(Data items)
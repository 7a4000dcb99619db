//! Process-local fixture store used for development deployments and tests.

use std::{
    collections::BTreeMap,
    sync::{
        Arc,
        atomic::{AtomicBool, Ordering},
    },
};

use futures::{future::BoxFuture, stream::BoxStream};
use indexmap::IndexMap;
use thiserror::Error;
use tokio::sync::RwLock;

use super::{ChangeFeed, FixtureStore};
use crate::dao::{
    models::{ChangeEvent, DrawEntity, EventFilter, MatchEntity, MatchPatch, PredictionEntity},
    storage::{StorageError, StorageResult},
};

/// Failures raised by the in-memory backend.
#[derive(Debug, Error)]
pub enum MemoryStoreError {
    /// The store was switched offline.
    #[error("in-memory store is offline")]
    Offline,
}

impl From<MemoryStoreError> for StorageError {
    fn from(err: MemoryStoreError) -> Self {
        StorageError::unavailable(err.to_string(), err)
    }
}

#[derive(Default)]
struct Tables {
    matches: BTreeMap<u32, MatchEntity>,
    predictions: IndexMap<(String, u32), PredictionEntity>,
    draw: Option<DrawEntity>,
}

/// Fixture store keeping every table behind a single lock.
///
/// Events are published while the write lock is held so subscribers observe
/// them in write order.
#[derive(Clone, Default)]
pub struct InMemoryFixtureStore {
    tables: Arc<RwLock<Tables>>,
    feed: ChangeFeed,
    offline: Arc<AtomicBool>,
}

impl InMemoryFixtureStore {
    /// Empty, online store.
    pub fn new() -> Self {
        Self::default()
    }

    /// Toggle availability; while offline every operation fails.
    pub fn set_online(&self, online: bool) {
        self.offline.store(!online, Ordering::SeqCst);
    }

    fn ensure_online(&self) -> Result<(), MemoryStoreError> {
        if self.offline.load(Ordering::SeqCst) {
            Err(MemoryStoreError::Offline)
        } else {
            Ok(())
        }
    }
}

impl FixtureStore for InMemoryFixtureStore {
    fn list_matches(&self) -> BoxFuture<'static, StorageResult<Vec<MatchEntity>>> {
        let store = self.clone();
        Box::pin(async move {
            store.ensure_online()?;
            let tables = store.tables.read().await;
            Ok(tables.matches.values().cloned().collect())
        })
    }

    fn find_match(&self, id: u32) -> BoxFuture<'static, StorageResult<Option<MatchEntity>>> {
        let store = self.clone();
        Box::pin(async move {
            store.ensure_online()?;
            let tables = store.tables.read().await;
            Ok(tables.matches.get(&id).cloned())
        })
    }

    fn seed_match(&self, entity: MatchEntity) -> BoxFuture<'static, StorageResult<bool>> {
        let store = self.clone();
        Box::pin(async move {
            store.ensure_online()?;
            let mut tables = store.tables.write().await;
            if tables.matches.contains_key(&entity.id) {
                return Ok(false);
            }
            tables.matches.insert(entity.id, entity.clone());
            store.feed.publish(ChangeEvent::MatchUpdated {
                old: None,
                new: entity,
            });
            Ok(true)
        })
    }

    fn update_match(
        &self,
        id: u32,
        patch: MatchPatch,
    ) -> BoxFuture<'static, StorageResult<Option<MatchEntity>>> {
        let store = self.clone();
        Box::pin(async move {
            store.ensure_online()?;
            let mut tables = store.tables.write().await;
            let Some(entity) = tables.matches.get_mut(&id) else {
                return Ok(None);
            };
            let old = entity.clone();
            patch.apply_to(entity);
            let new = entity.clone();
            store.feed.publish(ChangeEvent::MatchUpdated {
                old: Some(old),
                new: new.clone(),
            });
            Ok(Some(new))
        })
    }

    fn list_predictions(&self) -> BoxFuture<'static, StorageResult<Vec<PredictionEntity>>> {
        let store = self.clone();
        Box::pin(async move {
            store.ensure_online()?;
            let tables = store.tables.read().await;
            Ok(tables.predictions.values().cloned().collect())
        })
    }

    fn upsert_prediction(
        &self,
        prediction: PredictionEntity,
    ) -> BoxFuture<'static, StorageResult<()>> {
        let store = self.clone();
        Box::pin(async move {
            store.ensure_online()?;
            let mut tables = store.tables.write().await;
            let key = (prediction.participant_id.clone(), prediction.match_id);
            let old = tables.predictions.insert(key, prediction.clone());
            store.feed.publish(ChangeEvent::PredictionUpserted {
                old,
                new: prediction,
            });
            Ok(())
        })
    }

    fn current_draw(&self) -> BoxFuture<'static, StorageResult<Option<DrawEntity>>> {
        let store = self.clone();
        Box::pin(async move {
            store.ensure_online()?;
            let tables = store.tables.read().await;
            Ok(tables.draw.clone())
        })
    }

    fn replace_draw(&self, draw: DrawEntity) -> BoxFuture<'static, StorageResult<()>> {
        let store = self.clone();
        Box::pin(async move {
            store.ensure_online()?;
            let mut tables = store.tables.write().await;
            let old = tables.draw.replace(draw.clone());
            store.feed.publish(ChangeEvent::DrawReplaced {
                old,
                new: Some(draw),
            });
            Ok(())
        })
    }

    fn clear_draw(&self) -> BoxFuture<'static, StorageResult<()>> {
        let store = self.clone();
        Box::pin(async move {
            store.ensure_online()?;
            let mut tables = store.tables.write().await;
            let old = tables.draw.take();
            store
                .feed
                .publish(ChangeEvent::DrawReplaced { old, new: None });
            Ok(())
        })
    }

    fn subscribe(&self, filter: EventFilter) -> StorageResult<BoxStream<'static, ChangeEvent>> {
        self.ensure_online()?;
        Ok(self.feed.subscribe(filter))
    }

    fn health_check(&self) -> BoxFuture<'static, StorageResult<()>> {
        let store = self.clone();
        Box::pin(async move { store.ensure_online().map_err(Into::into) })
    }

    fn try_reconnect(&self) -> BoxFuture<'static, StorageResult<()>> {
        self.health_check()
    }
}

#[cfg(test)]
mod tests {
    use std::time::SystemTime;

    use futures::StreamExt;
    use uuid::Uuid;

    use super::*;
    use crate::dao::models::{MatchStatusEntity, PairingEntity};

    fn fixture(id: u32) -> MatchEntity {
        MatchEntity::upcoming(id, "Spain", "Uruguay", "15 Jun", "18:00", "Atlanta")
    }

    fn draw(pairs: &[(&str, &str)]) -> DrawEntity {
        DrawEntity {
            id: Uuid::new_v4(),
            drawn_at: SystemTime::now(),
            pairings: pairs
                .iter()
                .map(|(giver, receiver)| PairingEntity {
                    giver_id: (*giver).into(),
                    receiver_id: (*receiver).into(),
                })
                .collect(),
        }
    }

    #[tokio::test]
    async fn matches_are_listed_by_id() {
        let store = InMemoryFixtureStore::new();
        store.seed_match(fixture(3)).await.unwrap();
        store.seed_match(fixture(1)).await.unwrap();
        store.seed_match(fixture(2)).await.unwrap();

        let ids: Vec<u32> = store
            .list_matches()
            .await
            .unwrap()
            .into_iter()
            .map(|m| m.id)
            .collect();
        assert_eq!(ids, vec![1, 2, 3]);
    }

    #[tokio::test]
    async fn seeding_never_overwrites() {
        let store = InMemoryFixtureStore::new();
        assert!(store.seed_match(fixture(1)).await.unwrap());
        store
            .update_match(1, MatchPatch::finalize(2, 0))
            .await
            .unwrap();

        assert!(!store.seed_match(fixture(1)).await.unwrap());
        let stored = store.find_match(1).await.unwrap().unwrap();
        assert_eq!(stored.status, MatchStatusEntity::Finished);
    }

    #[tokio::test]
    async fn update_of_unknown_match_is_none() {
        let store = InMemoryFixtureStore::new();
        let updated = store
            .update_match(9, MatchPatch::finalize(1, 1))
            .await
            .unwrap();
        assert!(updated.is_none());
    }

    #[tokio::test]
    async fn prediction_upsert_overwrites_by_composite_key() {
        let store = InMemoryFixtureStore::new();
        let mut events = store.subscribe(EventFilter::all()).unwrap();
        let first = PredictionEntity {
            participant_id: "p1".into(),
            match_id: 1,
            home_score: 1,
            away_score: 0,
        };
        let second = PredictionEntity {
            home_score: 2,
            ..first.clone()
        };

        store.upsert_prediction(first.clone()).await.unwrap();
        store.upsert_prediction(second.clone()).await.unwrap();

        assert_eq!(store.list_predictions().await.unwrap(), vec![second.clone()]);
        events.next().await;
        assert_eq!(
            events.next().await,
            Some(ChangeEvent::PredictionUpserted {
                old: Some(first),
                new: second,
            })
        );
    }

    #[tokio::test]
    async fn draw_replace_is_wholesale() {
        let store = InMemoryFixtureStore::new();
        let old = draw(&[("p1", "p2"), ("p2", "p3"), ("p3", "p1")]);
        let new = draw(&[("p1", "p3"), ("p3", "p2"), ("p2", "p1")]);

        store.replace_draw(old).await.unwrap();
        store.replace_draw(new.clone()).await.unwrap();

        assert_eq!(store.current_draw().await.unwrap(), Some(new));
        store.clear_draw().await.unwrap();
        assert_eq!(store.current_draw().await.unwrap(), None);
    }

    #[tokio::test]
    async fn offline_store_fails_every_call() {
        let store = InMemoryFixtureStore::new();
        store.set_online(false);

        assert!(store.list_matches().await.is_err());
        assert!(store.health_check().await.is_err());
        assert!(store.subscribe(EventFilter::all()).is_err());

        store.set_online(true);
        assert!(store.health_check().await.is_ok());
    }
}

● **WHAT IS REQUIRED**
Lines that contain "super" should be pulled from the entries above and reported.

● **FINISHED EXERCISE**
use super::{ChangeFeed, FixtureStore};
    use super::*;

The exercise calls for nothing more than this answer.